- Task goal -
The lines below that include "address" are to be found and copied.

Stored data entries

//! Harness configuration
//!
//! All settings have working defaults for a locally running Todo application
//! and can be overridden through `TODO_*` environment variables.

use std::time::Duration;

use crate::pages::locator::DEFAULT_TIMEOUT_MS;

/// Configuration shared by both test suites.
#[derive(Debug, Clone)]
pub struct HarnessConfig {
    /// Base address of the Todo application API.
    pub api_base_url: String,

    /// Base address of the rendered UI.
    pub ui_base_url: String,

    /// Run the browser headless.
    pub headless: bool,

    /// Viewport dimensions.
    pub viewport_width: u32,
    pub viewport_height: u32,

    /// Bound for every UI visibility wait, in milliseconds.
    pub wait_timeout_ms: u64,
}

impl Default for HarnessConfig {
    fn default() -> Self {
        Self {
            api_base_url: "http://localhost:3002".to_string(),
            ui_base_url: "http://localhost:3000".to_string(),
            headless: true,
            viewport_width: 1280,
            viewport_height: 720,
            wait_timeout_ms: DEFAULT_TIMEOUT_MS,
        }
    }
}

impl HarnessConfig {
    /// Build a configuration from the environment, falling back to defaults.
    pub fn from_env() -> Self {
        let defaults = Self::default();
        Self {
            api_base_url: env_or("TODO_API_URL", &defaults.api_base_url),
            ui_base_url: env_or("TODO_UI_URL", &defaults.ui_base_url),
            headless: std::env::var("TODO_UI_HEADLESS")
                .map(|v| parse_flag(&v))
                .unwrap_or(defaults.headless),
            viewport_width: defaults.viewport_width,
            viewport_height: defaults.viewport_height,
            wait_timeout_ms: std::env::var("TODO_UI_WAIT_TIMEOUT_MS")
                .ok()
                .and_then(|v| v.trim().parse().ok())
                .unwrap_or(defaults.wait_timeout_ms),
        }
    }

    pub fn wait_timeout(&self) -> Duration {
        Duration::from_millis(self.wait_timeout_ms)
    }
}

fn env_or(key: &str, default: &str) -> String {
    std::env::var(key).unwrap_or_else(|_| default.to_string())
}

fn parse_flag(value: &str) -> bool {
    !matches!(value.trim(), "0" | "false" | "no")
}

- Response to this task -
    /// Base address of the Todo application API.
    /// Base address of the rendered UI.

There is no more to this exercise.